# grotropin



## ndoody (Sep 28, 2010)

Anyone every heard of grotropin by medical inc? This it the official website :-

It seems strange as there is no contact details on the website for the company and the vials are a strange size. There is very little info on google about the brand, mostly about some other pokey oral type product.

What made me look it up was an article in the Sun actually about the rugby player that got caught doing hgh and they had a picture of a vial so I looked up the make as I hadnt heard of it before.

There is like one website that seems english (prices are all in pounds) that sells the stuff and its not badly priced.
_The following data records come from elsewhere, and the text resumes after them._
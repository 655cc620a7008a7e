use chrono::{Datelike, Local};
use clap::{Parser, Subcommand};
use medtrack_core::calendar::{GRID_COLUMNS, WEEKDAY_LABELS};
use medtrack_core::daily::parse_dose_selector;
use medtrack_core::*;
use std::path::PathBuf;

#[derive(Parser)]
#[command(name = "medtrack")]
#[command(about = "Medication schedule and prescription tracker", long_about = None)]
struct Cli {
    #[command(subcommand)]
    command: Option<Commands>,

    /// Use this config file instead of the default location
    #[arg(long, global = true)]
    config: Option<PathBuf>,
}

#[derive(Subcommand)]
enum Commands {
    /// Show the month's dose schedule (default)
    Calendar {
        /// Year to show (defaults to the current year)
        #[arg(long)]
        year: Option<i32>,

        /// Month to show, 1-12 (defaults to the current month)
        #[arg(long, value_parser = clap::value_parser!(u32).range(1..=12))]
        month: Option<u32>,

        /// calendar or list (defaults to the configured view)
        #[arg(long)]
        view: Option<ViewMode>,

        /// JSON schedule file (defaults to the configured file, then sample data)
        #[arg(long)]
        schedule: Option<PathBuf>,
    },

    /// Show today's dose checklist
    Today {
        /// Toggle a dose as taken, e.g. `--take morning:0` (repeatable)
        #[arg(long = "take", value_name = "PERIOD:INDEX")]
        take: Vec<String>,
    },

    /// List prescriptions
    Prescriptions {
        /// all, active, completed or expired
        #[arg(long, default_value = "all")]
        status: StatusFilter,
    },
}

fn main() -> Result<()> {
    let cli = Cli::parse();

    let config = match cli.config {
        Some(ref path) => Config::load_from(path)?,
        None => Config::load()?,
    };

    // Initialize logging
    medtrack_core::logging::init_with_level(&config.logging.level);

    match cli.command {
        Some(Commands::Calendar {
            year,
            month,
            view,
            schedule,
        }) => cmd_calendar(year, month, view, schedule, &config),
        Some(Commands::Today { take }) => cmd_today(&take),
        Some(Commands::Prescriptions { status }) => cmd_prescriptions(status),
        None => {
            // Default to "calendar" command
            cmd_calendar(None, None, None, None, &config)
        }
    }
}

fn cmd_calendar(
    year: Option<i32>,
    month: Option<u32>,
    view: Option<ViewMode>,
    schedule_path: Option<PathBuf>,
    config: &Config,
) -> Result<()> {
    let today = Local::now().date_naive();
    let month = match (year, month) {
        (None, None) => CalendarMonth::from_date(today)?,
        (year, month) => CalendarMonth::new(
            year.unwrap_or(today.year()),
            month.map(|m| m - 1).unwrap_or(today.month0()),
        )?,
    };

    let schedule = match schedule_path.or_else(|| config.schedule.file.clone()) {
        Some(path) => load_schedule(&path)?,
        None => {
            tracing::info!("No schedule file configured, using sample schedule");
            sample::sample_schedule().clone()
        }
    };

    println!("Medication Schedule");
    match view.unwrap_or(config.display.default_view) {
        ViewMode::Calendar => {
            println!("{}", month.title());
            println!();
            display_grid(&build_month_grid(month, &schedule));
        }
        ViewMode::List => {
            println!();
            display_list(&index_schedule(&schedule));
        }
    }

    Ok(())
}

fn cmd_today(take: &[String]) -> Result<()> {
    let mut checklist = sample::sample_checklist();

    for selector in take {
        let (period, index) = parse_dose_selector(selector)?;
        checklist.toggle_taken(period, index)?;
    }

    println!("{}", Local::now().format("%A, %B %-d, %Y"));

    for period in Period::ALL {
        let doses = checklist.doses(period);
        if doses.is_empty() {
            continue;
        }

        println!();
        println!("{}", period.label());
        for dose in doses {
            let mark = if dose.taken { "x" } else { " " };
            println!("  [{}] {} ({})", mark, dose.name, dose.quantity);
        }
    }

    println!();
    if checklist.is_complete() {
        println!("✓ All doses taken");
    } else {
        println!("{} doses remaining", checklist.remaining());
    }

    Ok(())
}

fn cmd_prescriptions(status: StatusFilter) -> Result<()> {
    let filters: Vec<String> = StatusFilter::OPTIONS
        .iter()
        .map(|f| {
            if *f == status {
                format!("[{}]", f)
            } else {
                f.to_string()
            }
        })
        .collect();
    println!("Prescriptions  {}", filters.join(" "));

    let matching = filter_prescriptions(sample::sample_prescriptions(), status);
    if matching.is_empty() {
        println!();
        println!("No prescriptions match this filter.");
        return Ok(());
    }

    for prescription in matching {
        println!();
        println!(
            "{}  {}  ({})",
            prescription.date,
            prescription.doctor_name,
            prescription.status.label()
        );
        for medication in &prescription.medications {
            let periods: Vec<String> = medication
                .schedule
                .periods()
                .iter()
                .map(|p| p.to_string())
                .collect();
            println!(
                "  {} {}: {} for {}",
                medication.name,
                medication.dosage,
                periods.join(", "),
                medication.period
            );
        }
    }

    Ok(())
}

fn period_marker(period: Period) -> char {
    match period {
        Period::Morning => 'M',
        Period::Afternoon => 'A',
        Period::Night => 'N',
    }
}

fn display_grid(grid: &MonthGrid) {
    let header: String = WEEKDAY_LABELS
        .iter()
        .map(|label| format!(" {:<6}", label))
        .collect();
    println!("{}", header.trim_end());

    for row in grid.rows() {
        debug_assert_eq!(row.len(), GRID_COLUMNS);
        let line: String = row
            .iter()
            .map(|cell| {
                if cell.belongs_to_requested_month {
                    let markers: String = cell
                        .dose_count
                        .map(|c| c.scheduled_periods().into_iter().map(period_marker).collect())
                        .unwrap_or_default();
                    format!(" {:>2} {:<3}", cell.day_number, markers)
                } else {
                    format!("({:>2})   ", cell.day_number)
                }
            })
            .collect();
        println!("{}", line.trim_end());
    }

    println!();
    println!("M = Morning  A = Afternoon  N = Night");
}

fn display_list(entries: &[ScheduleEntry]) {
    if entries.is_empty() {
        println!("No scheduled doses.");
        return;
    }

    for entry in entries {
        println!("{}", entry.long_label());
        for period in entry.dose_count.scheduled_periods() {
            println!("  {} {}", entry.dose_count.get(period), period);
        }
    }
}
I would like to post that website to find out if anyone knows if they are to be trusted, though I dont know if thats against some forum rule as it generally is right?


----------



## 3752 (Jan 7, 2005)

i would not be fooled this is an UGLab no pharma company would produce orals and injectables like they have, plus the GH looks generic and a poor one at that


----------



## ndoody (Sep 28, 2010)

Pscarb said:


> i would not be fooled this is an UGLab no pharma company would produce orals and injectables like they have, plus the GH looks generic and a poor one at that


Ahh cool, UGlab = underground lab?

Yeah, thats probably right as I cannot find contact details for the actual company anywhere!

Shame on the Sun for running a story and picturing bunk stuff ;p


----------